EXERCISE INPUTS

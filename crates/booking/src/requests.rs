/// Monotonic sequence for in-flight fetches of one logical query.
///
/// Responses may resolve out of order; a result is applied only while its
/// token is still the latest issued, so superseded responses are discarded
/// instead of overwriting fresher state. This is also the de-facto
/// cancellation mechanism; there is no wire-level cancel.
#[derive(Debug, Default)]
pub struct RequestSeq {
    issued: u64,
}

#[derive(Debug, Clone, Copy, PartialEq, Eq)]
pub struct RequestToken(u64);

impl RequestSeq {
    pub fn begin(&mut self) -> RequestToken {
        self.issued += 1;
        RequestToken(self.issued)
    }

    pub fn is_current(&self, token: RequestToken) -> bool {
        token.0 == self.issued
    }
}

#[cfg(test)]
mod tests {
    use super::*;

    #[test]
    fn latest_issued_wins() {
        let mut seq = RequestSeq::default();
        let r1 = seq.begin();
        let r2 = seq.begin();

        // R1 resolving after R2 was issued is stale.
        assert!(!seq.is_current(r1));
        assert!(seq.is_current(r2));
    }

    #[test]
    fn token_stays_current_until_superseded() {
        let mut seq = RequestSeq::default();
        let r1 = seq.begin();
        assert!(seq.is_current(r1));

        seq.begin();
        assert!(!seq.is_current(r1));
    }
}
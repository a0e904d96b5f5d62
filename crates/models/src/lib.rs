pub mod event;
pub mod ticket;

pub use event::{Event, EventCategory, EventStatus, Seat};
pub use ticket::{Ticket, TicketBucket, TicketStatus};
use evx_models::Seat;

/// Outcome of a selection attempt. Anything but `Selected` leaves the
/// current selection untouched.
#[derive(Debug, Clone, Copy, PartialEq, Eq)]
pub enum SelectOutcome {
    Selected,
    SeatTaken,
    UnknownSeat,
}

/// The single client-side seat choice for a booking session. At most one
/// seat is held; selecting another replaces it. Ephemeral: cleared after a
/// successful booking and never persisted.
#[derive(Debug, Clone, Default)]
pub struct Selection {
    current: Option<String>,
}

impl Selection {
    pub fn current(&self) -> Option<&str> {
        self.current.as_deref()
    }

    /// Try to select `seat_number` from the event's seat collection. A seat
    /// the server reports as booked cannot be selected.
    pub fn select(&mut self, seats: &[Seat], seat_number: &str) -> SelectOutcome {
        match seats.iter().find(|s| s.seat_number == seat_number) {
            None => SelectOutcome::UnknownSeat,
            Some(seat) if seat.is_booked => SelectOutcome::SeatTaken,
            Some(seat) => {
                self.current = Some(seat.seat_number.clone());
                SelectOutcome::Selected
            }
        }
    }

    pub fn clear(&mut self) {
        self.current = None;
    }
}
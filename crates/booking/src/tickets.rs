use chrono::{DateTime, Utc};
use evx_models::{Ticket, TicketBucket};

/// A user's tickets grouped for display, soonest event first within each
/// bucket. Rebuilt on every render, since bucket membership depends on the clock.
#[derive(Debug, Default)]
pub struct TicketBuckets {
    pub upcoming: Vec<Ticket>,
    pub used: Vec<Ticket>,
    pub expired: Vec<Ticket>,
}

impl TicketBuckets {
    pub fn is_empty(&self) -> bool {
        self.upcoming.is_empty() && self.used.is_empty() && self.expired.is_empty()
    }
}

pub fn bucket_tickets(tickets: Vec<Ticket>, now: DateTime<Utc>) -> TicketBuckets {
    let mut buckets = TicketBuckets::default();
    for ticket in tickets {
        match ticket.bucket(now) {
            TicketBucket::Upcoming => buckets.upcoming.push(ticket),
            TicketBucket::Used => buckets.used.push(ticket),
            TicketBucket::Expired => buckets.expired.push(ticket),
        }
    }
    for bucket in [
        &mut buckets.upcoming,
        &mut buckets.used,
        &mut buckets.expired,
    ] {
        bucket.sort_by_key(|t| t.event_date());
    }
    buckets
}

#[cfg(test)]
mod tests {
    use super::*;
    use chrono::TimeZone;
    use evx_models::{Event, EventCategory, TicketStatus};

    fn date(y: i32, m: u32, d: u32) -> DateTime<Utc> {
        Utc.with_ymd_and_hms(y, m, d, 19, 0, 0).unwrap()
    }

    fn ticket(id: &str, status: TicketStatus, event_date: DateTime<Utc>) -> Ticket {
        Ticket {
            id: id.into(),
            event: Some(Event {
                id: format!("ev-{id}"),
                title: format!("Event {id}"),
                description: String::new(),
                date: event_date,
                time: None,
                location: "Hall".into(),
                category: EventCategory::Other,
                price: 10.0,
                total_seats: 10,
                available_seats: 5,
                seats: None,
                image: None,
            }),
            seat_number: "A1".into(),
            price: 10.0,
            status,
            qr_code: None,
        }
    }

    #[test]
    fn buckets_follow_classification() {
        let now = date(2025, 6, 1);
        let buckets = bucket_tickets(
            vec![
                ticket("t1", TicketStatus::Booked, date(2025, 7, 1)),
                ticket("t2", TicketStatus::Booked, date(2025, 5, 1)),
                ticket("t3", TicketStatus::CheckedIn, date(2025, 5, 1)),
            ],
            now,
        );
        assert_eq!(buckets.upcoming.len(), 1);
        assert_eq!(buckets.used.len(), 1);
        assert_eq!(buckets.expired.len(), 1);
        assert!(!buckets.is_empty());
    }

    #[test]
    fn buckets_sort_by_event_date_ascending() {
        let now = date(2025, 6, 1);
        let buckets = bucket_tickets(
            vec![
                ticket("late", TicketStatus::Booked, date(2025, 9, 1)),
                ticket("soon", TicketStatus::Booked, date(2025, 6, 10)),
                ticket("mid", TicketStatus::Booked, date(2025, 7, 15)),
            ],
            now,
        );
        let ids: Vec<&str> = buckets.upcoming.iter().map(|t| t.id.as_str()).collect();
        assert_eq!(ids, ["soon", "mid", "late"]);
    }

    #[test]
    fn no_tickets_is_empty() {
        assert!(bucket_tickets(vec![], date(2025, 6, 1)).is_empty());
    }
}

EXERCISE REQUIREMENTS
Only the lines containing "RequestSeq" are needed; pull them out of the listing.

RESULT OF THIS TASK
pub struct RequestSeq {
impl RequestSeq {
        let mut seq = RequestSeq::default();
        let mut seq = RequestSeq::default();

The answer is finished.